(EXERCISE OBJECTIVE)
Copies of all lines containing the string "struct" are needed from the data below.

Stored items

--- --- ---

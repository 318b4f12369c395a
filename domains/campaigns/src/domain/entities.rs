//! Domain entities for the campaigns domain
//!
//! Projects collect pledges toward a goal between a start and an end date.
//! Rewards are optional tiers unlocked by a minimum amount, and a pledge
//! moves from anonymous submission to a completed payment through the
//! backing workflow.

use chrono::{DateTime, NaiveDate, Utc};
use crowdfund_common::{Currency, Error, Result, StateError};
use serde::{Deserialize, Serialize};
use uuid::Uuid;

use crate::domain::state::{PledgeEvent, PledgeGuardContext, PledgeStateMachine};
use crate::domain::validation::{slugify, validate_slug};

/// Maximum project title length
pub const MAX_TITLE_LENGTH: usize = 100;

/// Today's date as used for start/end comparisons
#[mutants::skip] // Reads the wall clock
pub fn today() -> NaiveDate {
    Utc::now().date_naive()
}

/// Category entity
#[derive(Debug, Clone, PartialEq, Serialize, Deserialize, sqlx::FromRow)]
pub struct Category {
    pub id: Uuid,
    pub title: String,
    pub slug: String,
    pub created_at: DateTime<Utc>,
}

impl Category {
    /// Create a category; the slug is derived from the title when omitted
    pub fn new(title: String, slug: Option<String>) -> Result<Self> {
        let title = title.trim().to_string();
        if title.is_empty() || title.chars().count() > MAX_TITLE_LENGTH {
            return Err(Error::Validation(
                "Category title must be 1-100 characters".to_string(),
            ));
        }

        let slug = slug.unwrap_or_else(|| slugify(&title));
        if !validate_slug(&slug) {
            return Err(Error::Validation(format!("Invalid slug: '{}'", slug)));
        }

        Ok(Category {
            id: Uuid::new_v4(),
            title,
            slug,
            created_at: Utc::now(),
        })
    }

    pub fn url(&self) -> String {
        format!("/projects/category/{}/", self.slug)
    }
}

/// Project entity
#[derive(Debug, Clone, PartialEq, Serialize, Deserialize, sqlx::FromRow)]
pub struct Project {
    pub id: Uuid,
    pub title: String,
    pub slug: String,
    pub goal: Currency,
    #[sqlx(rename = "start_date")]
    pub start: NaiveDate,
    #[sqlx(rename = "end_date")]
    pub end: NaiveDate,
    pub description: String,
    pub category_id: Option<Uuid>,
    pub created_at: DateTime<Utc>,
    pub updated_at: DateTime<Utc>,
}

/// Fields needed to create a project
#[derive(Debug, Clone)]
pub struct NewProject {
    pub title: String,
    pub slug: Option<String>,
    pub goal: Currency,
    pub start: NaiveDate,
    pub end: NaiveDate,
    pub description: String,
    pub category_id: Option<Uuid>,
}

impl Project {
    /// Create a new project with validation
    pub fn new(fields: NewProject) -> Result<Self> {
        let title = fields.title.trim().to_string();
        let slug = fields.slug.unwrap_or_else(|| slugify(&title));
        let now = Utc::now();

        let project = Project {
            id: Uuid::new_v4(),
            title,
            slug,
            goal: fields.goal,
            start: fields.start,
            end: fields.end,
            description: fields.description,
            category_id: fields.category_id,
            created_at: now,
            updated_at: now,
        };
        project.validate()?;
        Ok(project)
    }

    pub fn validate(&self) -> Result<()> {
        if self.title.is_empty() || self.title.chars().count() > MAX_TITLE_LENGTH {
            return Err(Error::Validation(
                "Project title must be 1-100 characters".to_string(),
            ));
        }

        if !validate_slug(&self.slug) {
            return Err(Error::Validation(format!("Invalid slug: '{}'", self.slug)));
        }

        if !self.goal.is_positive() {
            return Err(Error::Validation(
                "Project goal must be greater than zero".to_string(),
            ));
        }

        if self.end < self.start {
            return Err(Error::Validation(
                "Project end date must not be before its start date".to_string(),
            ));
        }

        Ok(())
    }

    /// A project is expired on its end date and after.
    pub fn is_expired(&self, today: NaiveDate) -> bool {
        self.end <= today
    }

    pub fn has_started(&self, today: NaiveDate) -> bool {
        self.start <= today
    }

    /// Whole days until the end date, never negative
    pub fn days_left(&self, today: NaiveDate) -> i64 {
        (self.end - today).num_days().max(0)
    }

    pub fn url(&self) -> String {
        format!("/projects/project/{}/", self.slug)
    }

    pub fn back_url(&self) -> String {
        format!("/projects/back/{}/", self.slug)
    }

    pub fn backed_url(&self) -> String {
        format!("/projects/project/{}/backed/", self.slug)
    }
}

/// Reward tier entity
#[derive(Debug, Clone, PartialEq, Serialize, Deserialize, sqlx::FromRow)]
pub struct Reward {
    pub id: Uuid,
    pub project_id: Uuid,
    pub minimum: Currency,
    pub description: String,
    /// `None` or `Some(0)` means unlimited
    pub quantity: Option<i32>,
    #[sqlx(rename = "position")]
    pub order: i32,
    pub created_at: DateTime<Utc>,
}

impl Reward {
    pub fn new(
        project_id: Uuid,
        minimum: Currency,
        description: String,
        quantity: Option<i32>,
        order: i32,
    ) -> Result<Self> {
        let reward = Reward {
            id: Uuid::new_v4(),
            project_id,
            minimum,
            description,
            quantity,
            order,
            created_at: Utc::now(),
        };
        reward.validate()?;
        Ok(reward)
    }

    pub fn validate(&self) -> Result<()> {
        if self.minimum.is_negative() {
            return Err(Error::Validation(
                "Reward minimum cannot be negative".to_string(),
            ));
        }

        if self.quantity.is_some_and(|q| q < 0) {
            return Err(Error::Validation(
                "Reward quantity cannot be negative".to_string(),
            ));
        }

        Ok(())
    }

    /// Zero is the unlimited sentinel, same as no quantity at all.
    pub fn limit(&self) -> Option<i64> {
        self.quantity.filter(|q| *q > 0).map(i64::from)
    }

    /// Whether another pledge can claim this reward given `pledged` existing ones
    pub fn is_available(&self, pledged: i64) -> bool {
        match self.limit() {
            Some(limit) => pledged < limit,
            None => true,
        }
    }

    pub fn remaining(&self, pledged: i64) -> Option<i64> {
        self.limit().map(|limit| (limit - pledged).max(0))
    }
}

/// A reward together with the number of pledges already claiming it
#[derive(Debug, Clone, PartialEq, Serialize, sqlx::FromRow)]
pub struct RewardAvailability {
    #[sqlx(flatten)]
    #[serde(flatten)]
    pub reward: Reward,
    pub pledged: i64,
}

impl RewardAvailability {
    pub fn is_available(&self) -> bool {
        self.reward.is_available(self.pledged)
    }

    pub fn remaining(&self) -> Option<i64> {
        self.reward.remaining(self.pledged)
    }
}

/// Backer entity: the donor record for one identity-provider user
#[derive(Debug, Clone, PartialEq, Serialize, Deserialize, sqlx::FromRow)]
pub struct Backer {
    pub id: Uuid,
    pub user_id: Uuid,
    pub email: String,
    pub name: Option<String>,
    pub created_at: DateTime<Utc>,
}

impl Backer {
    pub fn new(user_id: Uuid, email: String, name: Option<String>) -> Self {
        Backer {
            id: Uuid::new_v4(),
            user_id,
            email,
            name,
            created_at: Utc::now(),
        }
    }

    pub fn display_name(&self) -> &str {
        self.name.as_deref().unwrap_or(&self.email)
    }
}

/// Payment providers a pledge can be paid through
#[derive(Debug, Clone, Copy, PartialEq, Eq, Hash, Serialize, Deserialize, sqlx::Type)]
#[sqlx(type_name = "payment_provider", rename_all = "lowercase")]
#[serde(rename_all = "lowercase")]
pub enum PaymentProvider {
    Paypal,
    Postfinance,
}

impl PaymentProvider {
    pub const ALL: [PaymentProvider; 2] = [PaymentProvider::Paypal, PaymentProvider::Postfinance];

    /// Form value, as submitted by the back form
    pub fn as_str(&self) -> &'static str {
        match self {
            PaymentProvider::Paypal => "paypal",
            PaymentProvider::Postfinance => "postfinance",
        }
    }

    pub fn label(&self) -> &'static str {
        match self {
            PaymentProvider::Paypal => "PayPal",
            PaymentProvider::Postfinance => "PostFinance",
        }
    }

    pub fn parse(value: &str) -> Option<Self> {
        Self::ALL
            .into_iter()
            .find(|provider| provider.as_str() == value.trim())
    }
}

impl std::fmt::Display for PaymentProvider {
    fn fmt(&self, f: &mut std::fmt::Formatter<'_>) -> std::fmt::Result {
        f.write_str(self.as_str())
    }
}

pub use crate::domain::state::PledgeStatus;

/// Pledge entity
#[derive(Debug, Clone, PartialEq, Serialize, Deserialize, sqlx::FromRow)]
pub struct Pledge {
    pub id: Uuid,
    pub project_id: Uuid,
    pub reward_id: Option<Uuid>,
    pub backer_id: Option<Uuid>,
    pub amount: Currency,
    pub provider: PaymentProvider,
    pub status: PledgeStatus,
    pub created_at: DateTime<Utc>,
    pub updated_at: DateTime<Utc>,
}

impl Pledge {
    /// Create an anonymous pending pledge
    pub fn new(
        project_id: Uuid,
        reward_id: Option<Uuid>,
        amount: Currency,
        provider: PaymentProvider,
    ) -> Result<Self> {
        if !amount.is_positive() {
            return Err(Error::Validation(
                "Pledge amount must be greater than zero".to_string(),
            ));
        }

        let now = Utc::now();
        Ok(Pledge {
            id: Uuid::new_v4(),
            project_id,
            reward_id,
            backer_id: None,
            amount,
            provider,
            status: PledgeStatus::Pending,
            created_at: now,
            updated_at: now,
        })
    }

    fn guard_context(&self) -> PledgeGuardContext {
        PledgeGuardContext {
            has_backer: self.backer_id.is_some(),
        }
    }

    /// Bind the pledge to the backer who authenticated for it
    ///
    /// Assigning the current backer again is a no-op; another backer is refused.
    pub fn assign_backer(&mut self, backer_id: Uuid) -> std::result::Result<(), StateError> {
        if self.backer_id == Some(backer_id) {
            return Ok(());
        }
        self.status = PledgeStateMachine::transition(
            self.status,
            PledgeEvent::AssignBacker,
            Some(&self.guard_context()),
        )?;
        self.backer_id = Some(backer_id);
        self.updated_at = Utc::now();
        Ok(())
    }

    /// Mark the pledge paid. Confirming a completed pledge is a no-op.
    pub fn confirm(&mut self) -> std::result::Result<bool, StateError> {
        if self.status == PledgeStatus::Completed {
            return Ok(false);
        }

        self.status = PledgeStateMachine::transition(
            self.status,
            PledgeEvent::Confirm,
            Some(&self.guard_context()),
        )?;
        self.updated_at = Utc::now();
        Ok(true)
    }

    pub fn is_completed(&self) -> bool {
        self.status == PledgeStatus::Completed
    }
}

--- --- ---

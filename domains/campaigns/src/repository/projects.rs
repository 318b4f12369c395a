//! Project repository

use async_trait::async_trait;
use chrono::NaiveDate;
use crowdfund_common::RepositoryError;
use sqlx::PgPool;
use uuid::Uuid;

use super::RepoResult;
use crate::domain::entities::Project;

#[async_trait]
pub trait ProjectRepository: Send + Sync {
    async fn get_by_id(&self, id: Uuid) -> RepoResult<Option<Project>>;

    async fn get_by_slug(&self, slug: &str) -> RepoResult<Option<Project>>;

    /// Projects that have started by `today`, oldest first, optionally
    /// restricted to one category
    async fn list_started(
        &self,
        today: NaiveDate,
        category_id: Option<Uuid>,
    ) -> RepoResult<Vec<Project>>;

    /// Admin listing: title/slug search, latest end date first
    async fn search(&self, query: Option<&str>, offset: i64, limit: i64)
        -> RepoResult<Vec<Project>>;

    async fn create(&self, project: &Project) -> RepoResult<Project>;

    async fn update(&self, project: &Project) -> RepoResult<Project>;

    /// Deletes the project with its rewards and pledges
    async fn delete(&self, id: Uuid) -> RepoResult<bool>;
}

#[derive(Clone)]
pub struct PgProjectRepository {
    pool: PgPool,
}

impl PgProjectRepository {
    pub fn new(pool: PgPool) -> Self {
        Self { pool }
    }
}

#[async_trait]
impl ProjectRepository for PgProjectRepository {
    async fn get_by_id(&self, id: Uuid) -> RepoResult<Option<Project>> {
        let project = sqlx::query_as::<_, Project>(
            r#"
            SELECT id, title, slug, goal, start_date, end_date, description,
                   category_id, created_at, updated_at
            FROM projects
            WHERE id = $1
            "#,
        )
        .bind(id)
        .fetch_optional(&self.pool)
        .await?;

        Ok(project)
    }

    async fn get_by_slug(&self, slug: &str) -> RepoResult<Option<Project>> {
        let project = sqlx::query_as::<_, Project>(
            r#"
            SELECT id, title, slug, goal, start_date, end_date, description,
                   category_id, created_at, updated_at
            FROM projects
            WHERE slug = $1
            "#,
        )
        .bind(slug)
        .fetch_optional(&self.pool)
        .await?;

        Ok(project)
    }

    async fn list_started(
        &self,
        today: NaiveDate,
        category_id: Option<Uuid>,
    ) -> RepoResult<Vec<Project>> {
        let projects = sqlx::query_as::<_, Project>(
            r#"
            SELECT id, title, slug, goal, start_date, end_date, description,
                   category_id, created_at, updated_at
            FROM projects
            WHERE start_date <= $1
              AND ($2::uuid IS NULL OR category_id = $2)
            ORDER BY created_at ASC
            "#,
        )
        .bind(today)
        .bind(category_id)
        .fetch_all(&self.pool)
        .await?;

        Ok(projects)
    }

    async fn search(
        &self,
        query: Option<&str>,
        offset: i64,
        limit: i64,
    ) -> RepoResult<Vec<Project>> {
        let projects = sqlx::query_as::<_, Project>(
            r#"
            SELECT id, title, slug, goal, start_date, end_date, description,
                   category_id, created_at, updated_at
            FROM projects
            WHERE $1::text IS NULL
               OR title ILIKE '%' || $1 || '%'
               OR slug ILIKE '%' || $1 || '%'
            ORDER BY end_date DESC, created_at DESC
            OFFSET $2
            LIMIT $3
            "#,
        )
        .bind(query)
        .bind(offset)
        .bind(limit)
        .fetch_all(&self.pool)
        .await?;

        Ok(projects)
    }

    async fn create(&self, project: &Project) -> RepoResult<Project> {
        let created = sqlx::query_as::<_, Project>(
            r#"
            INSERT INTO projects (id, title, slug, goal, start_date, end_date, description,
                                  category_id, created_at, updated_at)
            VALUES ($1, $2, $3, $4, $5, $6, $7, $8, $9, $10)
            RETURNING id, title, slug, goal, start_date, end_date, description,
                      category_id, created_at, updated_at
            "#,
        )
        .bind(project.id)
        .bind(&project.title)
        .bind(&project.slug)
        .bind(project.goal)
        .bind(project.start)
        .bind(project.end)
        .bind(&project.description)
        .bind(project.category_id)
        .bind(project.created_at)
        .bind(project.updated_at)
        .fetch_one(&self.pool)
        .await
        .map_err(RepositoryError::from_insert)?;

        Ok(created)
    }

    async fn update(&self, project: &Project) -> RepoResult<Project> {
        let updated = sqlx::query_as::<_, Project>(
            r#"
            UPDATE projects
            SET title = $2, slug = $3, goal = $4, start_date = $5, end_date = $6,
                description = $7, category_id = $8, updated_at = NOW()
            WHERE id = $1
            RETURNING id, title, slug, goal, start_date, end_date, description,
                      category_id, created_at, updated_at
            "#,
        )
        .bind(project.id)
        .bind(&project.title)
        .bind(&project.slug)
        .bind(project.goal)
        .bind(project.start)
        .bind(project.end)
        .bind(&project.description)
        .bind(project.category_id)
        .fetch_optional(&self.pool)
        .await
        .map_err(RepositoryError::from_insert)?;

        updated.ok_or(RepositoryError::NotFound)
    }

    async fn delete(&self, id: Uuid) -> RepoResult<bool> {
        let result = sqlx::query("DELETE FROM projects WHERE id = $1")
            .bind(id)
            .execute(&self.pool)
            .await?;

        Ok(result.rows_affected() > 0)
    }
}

--- --- ---

(SOLUTION TO THIS PROBLEM)
pub struct Category {
pub struct Project {
pub struct NewProject {
pub struct Reward {
pub struct RewardAvailability {
pub struct Backer {
pub struct Pledge {
pub struct PgProjectRepository {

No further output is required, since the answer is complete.